[Opening Extracted records section]
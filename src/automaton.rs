//! Automaton - One Moore machine instance and its callback contract.
//!
//! An automaton owns four bit stores (`state`, scratch `next_state`, `input`
//! and `output`) plus its half of the connection registry. Its transition
//! and output functions are supplied by the caller as pure callbacks.
//!
//! Automata never own each other. Cross-automaton references live in the
//! registry tables as [`AutomatonId`] handles owned by the
//! [`Network`](crate::Network) arena.

use crate::bit_store::BitStore;
use crate::error::{MooreError, Result};
use crate::registry::{InputSources, OutputDestinations};
use slotmap::new_key_type;

new_key_type! {
    /// Stable handle to an automaton inside a [`Network`](crate::Network).
    ///
    /// A handle stays valid until the automaton is deleted. After that,
    /// every operation given the stale handle fails with `InvalidArgument`.
    pub struct AutomatonId;
}

/// Transition function `(input, state) -> next_state`.
///
/// `next_state` is zeroed and sized to the automaton's state width before
/// each call. Implementations must be total and free of side effects.
pub trait TransitionFunction {
    /// Compute the next state into `next_state`.
    fn transition(&self, next_state: &mut BitStore, input: &BitStore, state: &BitStore);
}

impl<F> TransitionFunction for F
where
    F: Fn(&mut BitStore, &BitStore, &BitStore),
{
    #[inline]
    fn transition(&self, next_state: &mut BitStore, input: &BitStore, state: &BitStore) {
        self(next_state, input, state)
    }
}

/// Output function `state -> output`.
///
/// `output` is zeroed and sized to the automaton's output width before each
/// call. Implementations must be total and free of side effects.
pub trait OutputFunction {
    /// Compute the output into `output`.
    fn output(&self, output: &mut BitStore, state: &BitStore);
}

impl<F> OutputFunction for F
where
    F: Fn(&mut BitStore, &BitStore),
{
    #[inline]
    fn output(&self, output: &mut BitStore, state: &BitStore) {
        self(output, state)
    }
}

/// Output function that copies the state unchanged.
///
/// Used by [`Network::create_simple`](crate::Network::create_simple), where
/// the output width equals the state width. When the widths differ, the
/// common low bits are copied and any extra output bits stay zero.
#[derive(Debug, Clone, Copy, Default)]
pub struct IdentityOutput;

impl OutputFunction for IdentityOutput {
    #[inline]
    fn output(&self, output: &mut BitStore, state: &BitStore) {
        if output.num_bits() == state.num_bits() {
            output.copy_from(state);
            return;
        }
        for bit in 0..output.num_bits().min(state.num_bits()) {
            output.assign_bit(bit, state.get_bit(bit));
        }
    }
}

/// One Moore machine: fixed widths, bit stores, callbacks and registry tables.
pub struct Automaton {
    pub(crate) state: BitStore,
    pub(crate) next_state: BitStore,
    pub(crate) input: BitStore,
    pub(crate) output: BitStore,
    pub(crate) transition: Box<dyn TransitionFunction>,
    pub(crate) output_fn: Box<dyn OutputFunction>,
    pub(crate) sources: InputSources,
    pub(crate) destinations: OutputDestinations,
}

impl Automaton {
    /// Allocate every store and registry table, then seed the state and
    /// compute the initial output.
    ///
    /// Nothing escapes on failure: whatever was already allocated is
    /// dropped before the error is returned.
    pub(crate) fn try_new(
        n_input: usize,
        n_output: usize,
        n_state: usize,
        transition: Box<dyn TransitionFunction>,
        output_fn: Box<dyn OutputFunction>,
        initial_state: &[u64],
    ) -> Result<Self> {
        if n_output == 0 {
            return Err(MooreError::invalid("output width must be non-zero"));
        }
        if n_state == 0 {
            return Err(MooreError::invalid("state width must be non-zero"));
        }

        let mut state = BitStore::try_new(n_state)?;
        state.copy_from_words(initial_state)?;

        let mut automaton = Self {
            state,
            next_state: BitStore::try_new(n_state)?,
            input: BitStore::try_new(n_input)?,
            output: BitStore::try_new(n_output)?,
            transition,
            output_fn,
            sources: InputSources::try_new(n_input)?,
            destinations: OutputDestinations::try_new(n_output)?,
        };
        automaton.refresh_output();
        Ok(automaton)
    }

    /// Number of input bits.
    #[inline]
    pub fn num_inputs(&self) -> usize {
        self.input.num_bits()
    }

    /// Number of output bits.
    #[inline]
    pub fn num_outputs(&self) -> usize {
        self.output.num_bits()
    }

    /// Number of state bits.
    #[inline]
    pub fn num_states(&self) -> usize {
        self.state.num_bits()
    }

    /// Recompute `output = output_fn(state)`.
    pub(crate) fn refresh_output(&mut self) {
        self.output.clear_all();
        self.output_fn.output(&mut self.output, &self.state);
    }

    /// Phase-two work of a tick: next state from the sampled input, then
    /// output from the new state.
    pub(crate) fn compute(&mut self) {
        self.next_state.clear_all();
        self.transition
            .transition(&mut self.next_state, &self.input, &self.state);
        std::mem::swap(&mut self.state, &mut self.next_state);
        self.refresh_output();
    }
}

impl std::fmt::Debug for Automaton {
    fn fmt(&self, f: &mut std::fmt::Formatter<'_>) -> std::fmt::Result {
        f.debug_struct("Automaton")
            .field("n_input", &self.num_inputs())
            .field("n_output", &self.num_outputs())
            .field("n_state", &self.num_states())
            .field("state", &self.state.words())
            .field("output", &self.output.words())
            .finish()
    }
}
[Closing Extracted records section]
Task requirements: Retype each line above with no alterations.

Solution:
filename src/automaton.rs
//! Automaton - One Moore machine instance and its callback contract.
//!
//! An automaton owns four bit stores (`state`, scratch `next_state`, `input`
//! and `output`) plus its half of the connection registry. Its transition
//! and output functions are supplied by the caller as pure callbacks.
//!
//! Automata never own each other. Cross-automaton references live in the
//! registry tables as [`AutomatonId`] handles owned by the
//! [`Network`](crate::Network) arena.

use crate::bit_store::BitStore;
use crate::error::{MooreError, Result};
use crate::registry::{InputSources, OutputDestinations};
use slotmap::new_key_type;

new_key_type! {
    /// Stable handle to an automaton inside a [`Network`](crate::Network).
    ///
    /// A handle stays valid until the automaton is deleted. After that,
    /// every operation given the stale handle fails with `InvalidArgument`.
    pub struct AutomatonId;
}

/// Transition function `(input, state) -> next_state`.
///
/// `next_state` is zeroed and sized to the automaton's state width before
/// each call. Implementations must be total and free of side effects.
pub trait TransitionFunction {
    /// Compute the next state into `next_state`.
    fn transition(&self, next_state: &mut BitStore, input: &BitStore, state: &BitStore);
}

impl<F> TransitionFunction for F
where
    F: Fn(&mut BitStore, &BitStore, &BitStore),
{
    #[inline]
    fn transition(&self, next_state: &mut BitStore, input: &BitStore, state: &BitStore) {
        self(next_state, input, state)
    }
}

/// Output function `state -> output`.
///
/// `output` is zeroed and sized to the automaton's output width before each
/// call. Implementations must be total and free of side effects.
pub trait OutputFunction {
    /// Compute the output into `output`.
    fn output(&self, output: &mut BitStore, state: &BitStore);
}

impl<F> OutputFunction for F
where
    F: Fn(&mut BitStore, &BitStore),
{
    #[inline]
    fn output(&self, output: &mut BitStore, state: &BitStore) {
        self(output, state)
    }
}

/// Output function that copies the state unchanged.
///
/// Used by [`Network::create_simple`](crate::Network::create_simple), where
/// the output width equals the state width. When the widths differ, the
/// common low bits are copied and any extra output bits stay zero.
#[derive(Debug, Clone, Copy, Default)]
pub struct IdentityOutput;

impl OutputFunction for IdentityOutput {
    #[inline]
    fn output(&self, output: &mut BitStore, state: &BitStore) {
        if output.num_bits() == state.num_bits() {
            output.copy_from(state);
            return;
        }
        for bit in 0..output.num_bits().min(state.num_bits()) {
            output.assign_bit(bit, state.get_bit(bit));
        }
    }
}

/// One Moore machine: fixed widths, bit stores, callbacks and registry tables.
pub struct Automaton {
    pub(crate) state: BitStore,
    pub(crate) next_state: BitStore,
    pub(crate) input: BitStore,
    pub(crate) output: BitStore,
    pub(crate) transition: Box<dyn TransitionFunction>,
    pub(crate) output_fn: Box<dyn OutputFunction>,
    pub(crate) sources: InputSources,
    pub(crate) destinations: OutputDestinations,
}

impl Automaton {
    /// Allocate every store and registry table, then seed the state and
    /// compute the initial output.
    ///
    /// Nothing escapes on failure: whatever was already allocated is
    /// dropped before the error is returned.
    pub(crate) fn try_new(
        n_input: usize,
        n_output: usize,
        n_state: usize,
        transition: Box<dyn TransitionFunction>,
        output_fn: Box<dyn OutputFunction>,
        initial_state: &[u64],
    ) -> Result<Self> {
        if n_output == 0 {
            return Err(MooreError::invalid("output width must be non-zero"));
        }
        if n_state == 0 {
            return Err(MooreError::invalid("state width must be non-zero"));
        }

        let mut state = BitStore::try_new(n_state)?;
        state.copy_from_words(initial_state)?;

        let mut automaton = Self {
            state,
            next_state: BitStore::try_new(n_state)?,
            input: BitStore::try_new(n_input)?,
            output: BitStore::try_new(n_output)?,
            transition,
            output_fn,
            sources: InputSources::try_new(n_input)?,
            destinations: OutputDestinations::try_new(n_output)?,
        };
        automaton.refresh_output();
        Ok(automaton)
    }

    /// Number of input bits.
    #[inline]
    pub fn num_inputs(&self) -> usize {
        self.input.num_bits()
    }

    /// Number of output bits.
    #[inline]
    pub fn num_outputs(&self) -> usize {
        self.output.num_bits()
    }

    /// Number of state bits.
    #[inline]
    pub fn num_states(&self) -> usize {
        self.state.num_bits()
    }

    /// Recompute `output = output_fn(state)`.
    pub(crate) fn refresh_output(&mut self) {
        self.output.clear_all();
        self.output_fn.output(&mut self.output, &self.state);
    }

    /// Phase-two work of a tick: next state from the sampled input, then
    /// output from the new state.
    pub(crate) fn compute(&mut self) {
        self.next_state.clear_all();
        self.transition
            .transition(&mut self.next_state, &self.input, &self.state);
        std::mem::swap(&mut self.state, &mut self.next_state);
        self.refresh_output();
    }
}

impl std::fmt::Debug for Automaton {
    fn fmt(&self, f: &mut std::fmt::Formatter<'_>) -> std::fmt::Result {
        f.debug_struct("Automaton")
            .field("n_input", &self.num_inputs())
            .field("n_output", &self.num_outputs())
            .field("n_state", &self.num_states())
            .field("state", &self.state.words())
            .field("output", &self.output.words())
            .finish()
    }
}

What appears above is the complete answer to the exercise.